Congressman Mo Brooks, who went to Washington on promises to cut the federal budget, is now seeking ideas on how to protect NASA from the very budget cuts he has advocated.
U.S. Rep. Mo Brooks, R-Huntsville, will ask senior members of the Alabama delegation for “guidance” on protecting NASA. “I would like their insight on the best path to take when you've got as NASA's foe an imperial presidency,” Brooks said Wednesday in a telephone interview.
Cluelessness is becoming a pattern with Mo Brooks, not long ago he was asking how to create jobs. One tip the old Washington hands might offer Brooks is to use less bombastic language when referring to political opponents. Good news is that Brooks has finally figured out how that separation of powers thing works:
“The House can't force the president to do anything by itself,” he said.
Yes indeed, that's in the Constitution. You should have read that before you went to Washington, Mo.

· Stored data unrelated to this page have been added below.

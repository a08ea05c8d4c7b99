use crate::store::{KeyValueStore, StoreError, LOG_TARGET};
use directories::ProjectDirs;
use std::collections::BTreeMap;
use std::fs;
use std::io::ErrorKind;
use std::path::{Path, PathBuf};
use std::sync::Mutex;

const FILE_NAME: &str = "storage.json";

/// Key-value store kept as a single JSON object on disk.
///
/// Every value is stored as its serialized string, so callers own the encoding
/// of their types. The whole file is rewritten on each `set_raw`.
#[derive(Debug)]
pub struct FileStore {
    path: PathBuf,
    lock: Mutex<()>,
}

impl FileStore {
    pub fn open(dir: impl AsRef<Path>) -> Result<Self, StoreError> {
        let dir = dir.as_ref();
        fs::create_dir_all(dir)?;
        let path = dir.join(FILE_NAME);
        tracing::debug!(target: LOG_TARGET, path = %path.display(), "opened file store");
        Ok(Self {
            path,
            lock: Mutex::new(()),
        })
    }

    /// Opens the store under the platform data directory.
    pub fn open_default() -> Result<Self, StoreError> {
        let dirs = ProjectDirs::from("net", "live-translator", "live-translator")
            .ok_or(StoreError::NoDataDir)?;
        Self::open(dirs.data_dir())
    }

    pub fn path(&self) -> &Path {
        &self.path
    }

    fn read_all(&self) -> Result<BTreeMap<String, String>, StoreError> {
        match fs::read_to_string(&self.path) {
            Ok(data) if data.trim().is_empty() => Ok(BTreeMap::new()),
            Ok(data) => Ok(serde_json::from_str(&data)?),
            Err(e) if e.kind() == ErrorKind::NotFound => Ok(BTreeMap::new()),
            Err(e) => Err(e.into()),
        }
    }
}

impl KeyValueStore for FileStore {
    fn get_raw(&self, key: &str) -> Result<Option<String>, StoreError> {
        let _guard = self.lock.lock().unwrap_or_else(|p| p.into_inner());
        Ok(self.read_all()?.remove(key))
    }

    fn set_raw(&self, key: &str, value: String) -> Result<(), StoreError> {
        let _guard = self.lock.lock().unwrap_or_else(|p| p.into_inner());
        let mut values = match self.read_all() {
            Ok(values) => values,
            Err(StoreError::Serde(e)) => {
                tracing::warn!(target: LOG_TARGET, error = %e, "storage file is corrupt, starting over");
                BTreeMap::new()
            }
            Err(e) => return Err(e),
        };
        values.insert(key.to_owned(), value);

        let tmp = self.path.with_extension("json.tmp");
        fs::write(&tmp, serde_json::to_string_pretty(&values)?)?;
        fs::rename(&tmp, &self.path)?;
        Ok(())
    }
}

Brooks fails to address the fact that NASA is facing cuts because of Republcan insistence on balancing the budget through cuts alone, having repeatedly rejected any revenue increases — Brooks himself has signed Grover Norquist's no new revenue pledge. What he does say about the debt deal Super Committee and future spending cuts is incomprehensible:
Looking ahead at Round 2 of the fight to cut federal spending this fall, featuring a budget supercommittee and congressional voting deadlines, Brooks expects “this problem, too, will be resolved, although it might be painful in November and December. It probably won't be as painful as it should be to cure the disease.”
It might be painful, but not as painful as it should be? What the heck does that mean?
North Alabama is learning that it's extremely painful to have Mo Brooks for a Congressman.